Assignment
The whole of the data must be transcribed exactly.

━━━━━━━━━━━━━━━━━━━━━━━━━━━━━━

//! API request and response types

use chrono::{DateTime, NaiveDate, Utc};
use serde::{Deserialize, Serialize};

use crate::health_metrics::{ActivityLevel, BiologicalSex};

/// API error response
#[derive(Debug, Clone, Serialize, Deserialize)]
pub struct ErrorResponse {
    pub error: ErrorDetail,
}

/// Error detail
#[derive(Debug, Clone, Serialize, Deserialize)]
pub struct ErrorDetail {
    pub code: String,
    pub message: String,
    #[serde(skip_serializing_if = "Option::is_none")]
    pub field: Option<String>,
}

/// Plain acknowledgement
#[derive(Debug, Clone, Serialize, Deserialize)]
pub struct MessageResponse {
    pub message: String,
}

impl MessageResponse {
    pub fn new(message: impl Into<String>) -> Self {
        Self {
            message: message.into(),
        }
    }
}

// ============================================================================
// Authentication
// ============================================================================

/// Registration request with optional biometrics
#[derive(Debug, Clone, Default, Serialize, Deserialize)]
pub struct RegisterRequest {
    pub email: String,
    pub password: String,
    #[serde(default)]
    pub age: Option<i32>,
    #[serde(default)]
    pub sex: Option<BiologicalSex>,
    /// Height in cm
    #[serde(default)]
    pub height: Option<f64>,
    /// Weight in kg
    #[serde(default)]
    pub weight: Option<f64>,
    #[serde(default)]
    pub activity_level: Option<ActivityLevel>,
    #[serde(default)]
    pub target_calories: Option<i32>,
}

/// Login request
#[derive(Debug, Clone, Serialize, Deserialize)]
pub struct LoginRequest {
    pub email: String,
    pub password: String,
}

/// Refresh token request
#[derive(Debug, Clone, Serialize, Deserialize)]
pub struct RefreshTokenRequest {
    pub refresh_token: String,
}

/// Session tokens plus the authenticated user
#[derive(Debug, Clone, Serialize, Deserialize)]
pub struct AuthResponse {
    /// Access token
    pub token: String,
    pub refresh_token: String,
    pub token_type: String,
    pub expires_in: i64,
    #[serde(rename = "userId")]
    pub user_id: String,
    #[serde(skip_serializing_if = "Option::is_none")]
    pub user: Option<UserProfile>,
}

// ============================================================================
// Profile
// ============================================================================

/// User profile as returned by the API
#[derive(Debug, Clone, Serialize, Deserialize)]
pub struct UserProfile {
    pub id: String,
    pub email: String,
    pub age: Option<i32>,
    pub sex: Option<String>,
    /// Height in cm
    pub height: Option<f64>,
    /// Weight in kg
    pub weight: Option<f64>,
    pub activity_level: Option<String>,
    pub target_calories: Option<i32>,
    pub created_at: DateTime<Utc>,
}

/// Partial profile update; omitted fields keep their stored value
#[derive(Debug, Clone, Default, Serialize, Deserialize)]
pub struct UpdateProfileRequest {
    #[serde(default)]
    pub age: Option<i32>,
    #[serde(default)]
    pub sex: Option<BiologicalSex>,
    #[serde(default)]
    pub height: Option<f64>,
    #[serde(default)]
    pub weight: Option<f64>,
    #[serde(default)]
    pub activity_level: Option<ActivityLevel>,
    #[serde(default)]
    pub target_calories: Option<i32>,
}

/// BMR/TDEE breakdown for a stored profile
#[derive(Debug, Clone, Serialize, Deserialize)]
pub struct CalorieTargetResponse {
    pub bmr: f64,
    pub tdee: f64,
    pub activity_level: String,
    pub activity_multiplier: f64,
    pub suggested_target: i32,
    pub calories_for_loss: f64,
    pub calories_for_gain: f64,
    /// Target currently stored on the profile
    pub current_target: Option<i32>,
}

// ============================================================================
// Food Search
// ============================================================================

/// Food search query parameters
#[derive(Debug, Clone, Default, Serialize, Deserialize)]
pub struct FoodSearchQuery {
    #[serde(default)]
    pub query: String,
}

/// Single nutrient value reported by the lookup API
#[derive(Debug, Clone, PartialEq, Serialize, Deserialize)]
pub struct NutrientValue {
    pub attr_id: u32,
    pub value: f64,
}

/// Food search hit, per serving
#[derive(Debug, Clone, PartialEq, Serialize, Deserialize)]
pub struct FoodSearchResult {
    pub id: u32,
    pub name: String,
    pub calories: f64,
    pub protein: f64,
    pub carbs: f64,
    pub fat: f64,
    pub serving_size: String,
    #[serde(default, skip_serializing_if = "Option::is_none")]
    pub full_nutrients: Option<Vec<NutrientValue>>,
}

/// Detailed nutrition for a natural-language food query
#[derive(Debug, Clone, PartialEq, Serialize, Deserialize)]
pub struct NutritionDetail {
    pub name: String,
    pub calories: f64,
    pub protein: f64,
    pub carbs: f64,
    pub fat: f64,
    pub fiber: f64,
    pub sugar: f64,
    pub sodium: f64,
    pub serving_size: String,
    pub serving_qty: f64,
    pub serving_unit: String,
}

// ============================================================================
// Food Log
// ============================================================================

/// Log a food; nutrient values are per serving
#[derive(Debug, Clone, Serialize, Deserialize)]
pub struct CreateFoodEntryRequest {
    pub food_name: String,
    pub calories: f64,
    #[serde(default)]
    pub protein: Option<f64>,
    #[serde(default)]
    pub carbs: Option<f64>,
    #[serde(default)]
    pub fat: Option<f64>,
    #[serde(default)]
    pub serving_size: Option<String>,
    pub quantity: f64,
    pub date: NaiveDate,
}

/// Change the number of servings of an entry
#[derive(Debug, Clone, Serialize, Deserialize)]
pub struct UpdateFoodEntryRequest {
    pub quantity: f64,
}

/// Logged food entry
#[derive(Debug, Clone, Serialize, Deserialize)]
pub struct FoodEntryResponse {
    pub id: String,
    pub food_name: String,
    pub calories: f64,
    pub protein: f64,
    pub carbs: f64,
    pub fat: f64,
    pub serving_size: Option<String>,
    pub quantity: f64,
    pub date: NaiveDate,
    pub created_at: DateTime<Utc>,
}

/// Response to a new entry
#[derive(Debug, Clone, Serialize, Deserialize)]
pub struct EntryCreatedResponse {
    pub message: String,
    #[serde(rename = "entryId")]
    pub entry_id: String,
}

/// Totals for one day against the user's target
#[derive(Debug, Clone, Serialize, Deserialize)]
pub struct DailyTotalResponse {
    pub date: NaiveDate,
    pub total_calories: f64,
    pub total_protein: f64,
    pub total_carbs: f64,
    pub total_fat: f64,
    pub target_calories: Option<i32>,
    pub remaining_calories: Option<f64>,
    pub progress_percent: f64,
}

/// Weekly progress query parameters
#[derive(Debug, Clone, Default, Serialize, Deserialize)]
pub struct WeeklyProgressQuery {
    #[serde(default)]
    pub end: Option<NaiveDate>,
}

/// Calories for one day of the weekly chart
#[derive(Debug, Clone, PartialEq, Serialize, Deserialize)]
pub struct WeeklyProgressPoint {
    pub date: NaiveDate,
    pub total_calories: f64,
}
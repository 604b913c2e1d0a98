//! Calorie Tracker backend library
//!
//! Exposes the backend modules for the binary and the integration tests.

pub mod auth;
pub mod cache;
pub mod clients;
pub mod config;
pub mod db;
pub mod error;
pub mod repositories;
pub mod routes;
pub mod services;
pub mod state;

━━━━━━━━━━━━━━━━━━━━━━━━━━━━━━

Solution to this task
//! API request and response types

use chrono::{DateTime, NaiveDate, Utc};
use serde::{Deserialize, Serialize};

use crate::health_metrics::{ActivityLevel, BiologicalSex};

/// API error response
#[derive(Debug, Clone, Serialize, Deserialize)]
pub struct ErrorResponse {
    pub error: ErrorDetail,
}

/// Error detail
#[derive(Debug, Clone, Serialize, Deserialize)]
pub struct ErrorDetail {
    pub code: String,
    pub message: String,
    #[serde(skip_serializing_if = "Option::is_none")]
    pub field: Option<String>,
}

/// Plain acknowledgement
#[derive(Debug, Clone, Serialize, Deserialize)]
pub struct MessageResponse {
    pub message: String,
}

impl MessageResponse {
    pub fn new(message: impl Into<String>) -> Self {
        Self {
            message: message.into(),
        }
    }
}

// ============================================================================
// Authentication
// ============================================================================

/// Registration request with optional biometrics
#[derive(Debug, Clone, Default, Serialize, Deserialize)]
pub struct RegisterRequest {
    pub email: String,
    pub password: String,
    #[serde(default)]
    pub age: Option<i32>,
    #[serde(default)]
    pub sex: Option<BiologicalSex>,
    /// Height in cm
    #[serde(default)]
    pub height: Option<f64>,
    /// Weight in kg
    #[serde(default)]
    pub weight: Option<f64>,
    #[serde(default)]
    pub activity_level: Option<ActivityLevel>,
    #[serde(default)]
    pub target_calories: Option<i32>,
}

/// Login request
#[derive(Debug, Clone, Serialize, Deserialize)]
pub struct LoginRequest {
    pub email: String,
    pub password: String,
}

/// Refresh token request
#[derive(Debug, Clone, Serialize, Deserialize)]
pub struct RefreshTokenRequest {
    pub refresh_token: String,
}

/// Session tokens plus the authenticated user
#[derive(Debug, Clone, Serialize, Deserialize)]
pub struct AuthResponse {
    /// Access token
    pub token: String,
    pub refresh_token: String,
    pub token_type: String,
    pub expires_in: i64,
    #[serde(rename = "userId")]
    pub user_id: String,
    #[serde(skip_serializing_if = "Option::is_none")]
    pub user: Option<UserProfile>,
}

// ============================================================================
// Profile
// ============================================================================

/// User profile as returned by the API
#[derive(Debug, Clone, Serialize, Deserialize)]
pub struct UserProfile {
    pub id: String,
    pub email: String,
    pub age: Option<i32>,
    pub sex: Option<String>,
    /// Height in cm
    pub height: Option<f64>,
    /// Weight in kg
    pub weight: Option<f64>,
    pub activity_level: Option<String>,
    pub target_calories: Option<i32>,
    pub created_at: DateTime<Utc>,
}

/// Partial profile update; omitted fields keep their stored value
#[derive(Debug, Clone, Default, Serialize, Deserialize)]
pub struct UpdateProfileRequest {
    #[serde(default)]
    pub age: Option<i32>,
    #[serde(default)]
    pub sex: Option<BiologicalSex>,
    #[serde(default)]
    pub height: Option<f64>,
    #[serde(default)]
    pub weight: Option<f64>,
    #[serde(default)]
    pub activity_level: Option<ActivityLevel>,
    #[serde(default)]
    pub target_calories: Option<i32>,
}

/// BMR/TDEE breakdown for a stored profile
#[derive(Debug, Clone, Serialize, Deserialize)]
pub struct CalorieTargetResponse {
    pub bmr: f64,
    pub tdee: f64,
    pub activity_level: String,
    pub activity_multiplier: f64,
    pub suggested_target: i32,
    pub calories_for_loss: f64,
    pub calories_for_gain: f64,
    /// Target currently stored on the profile
    pub current_target: Option<i32>,
}

// ============================================================================
// Food Search
// ============================================================================

/// Food search query parameters
#[derive(Debug, Clone, Default, Serialize, Deserialize)]
pub struct FoodSearchQuery {
    #[serde(default)]
    pub query: String,
}

/// Single nutrient value reported by the lookup API
#[derive(Debug, Clone, PartialEq, Serialize, Deserialize)]
pub struct NutrientValue {
    pub attr_id: u32,
    pub value: f64,
}

/// Food search hit, per serving
#[derive(Debug, Clone, PartialEq, Serialize, Deserialize)]
pub struct FoodSearchResult {
    pub id: u32,
    pub name: String,
    pub calories: f64,
    pub protein: f64,
    pub carbs: f64,
    pub fat: f64,
    pub serving_size: String,
    #[serde(default, skip_serializing_if = "Option::is_none")]
    pub full_nutrients: Option<Vec<NutrientValue>>,
}

/// Detailed nutrition for a natural-language food query
#[derive(Debug, Clone, PartialEq, Serialize, Deserialize)]
pub struct NutritionDetail {
    pub name: String,
    pub calories: f64,
    pub protein: f64,
    pub carbs: f64,
    pub fat: f64,
    pub fiber: f64,
    pub sugar: f64,
    pub sodium: f64,
    pub serving_size: String,
    pub serving_qty: f64,
    pub serving_unit: String,
}

// ============================================================================
// Food Log
// ============================================================================

/// Log a food; nutrient values are per serving
#[derive(Debug, Clone, Serialize, Deserialize)]
pub struct CreateFoodEntryRequest {
    pub food_name: String,
    pub calories: f64,
    #[serde(default)]
    pub protein: Option<f64>,
    #[serde(default)]
    pub carbs: Option<f64>,
    #[serde(default)]
    pub fat: Option<f64>,
    #[serde(default)]
    pub serving_size: Option<String>,
    pub quantity: f64,
    pub date: NaiveDate,
}

/// Change the number of servings of an entry
#[derive(Debug, Clone, Serialize, Deserialize)]
pub struct UpdateFoodEntryRequest {
    pub quantity: f64,
}

/// Logged food entry
#[derive(Debug, Clone, Serialize, Deserialize)]
pub struct FoodEntryResponse {
    pub id: String,
    pub food_name: String,
    pub calories: f64,
    pub protein: f64,
    pub carbs: f64,
    pub fat: f64,
    pub serving_size: Option<String>,
    pub quantity: f64,
    pub date: NaiveDate,
    pub created_at: DateTime<Utc>,
}

/// Response to a new entry
#[derive(Debug, Clone, Serialize, Deserialize)]
pub struct EntryCreatedResponse {
    pub message: String,
    #[serde(rename = "entryId")]
    pub entry_id: String,
}

/// Totals for one day against the user's target
#[derive(Debug, Clone, Serialize, Deserialize)]
pub struct DailyTotalResponse {
    pub date: NaiveDate,
    pub total_calories: f64,
    pub total_protein: f64,
    pub total_carbs: f64,
    pub total_fat: f64,
    pub target_calories: Option<i32>,
    pub remaining_calories: Option<f64>,
    pub progress_percent: f64,
}

/// Weekly progress query parameters
#[derive(Debug, Clone, Default, Serialize, Deserialize)]
pub struct WeeklyProgressQuery {
    #[serde(default)]
    pub end: Option<NaiveDate>,
}

/// Calories for one day of the weekly chart
#[derive(Debug, Clone, PartialEq, Serialize, Deserialize)]
pub struct WeeklyProgressPoint {
    pub date: NaiveDate,
    pub total_calories: f64,
}
repository 604b913c2e1d0a98
//! Calorie Tracker backend library
//!
//! Exposes the backend modules for the binary and the integration tests.

pub mod auth;
pub mod cache;
pub mod clients;
pub mod config;
pub mod db;
pub mod error;
pub mod repositories;
pub mod routes;
pub mod services;
pub mod state;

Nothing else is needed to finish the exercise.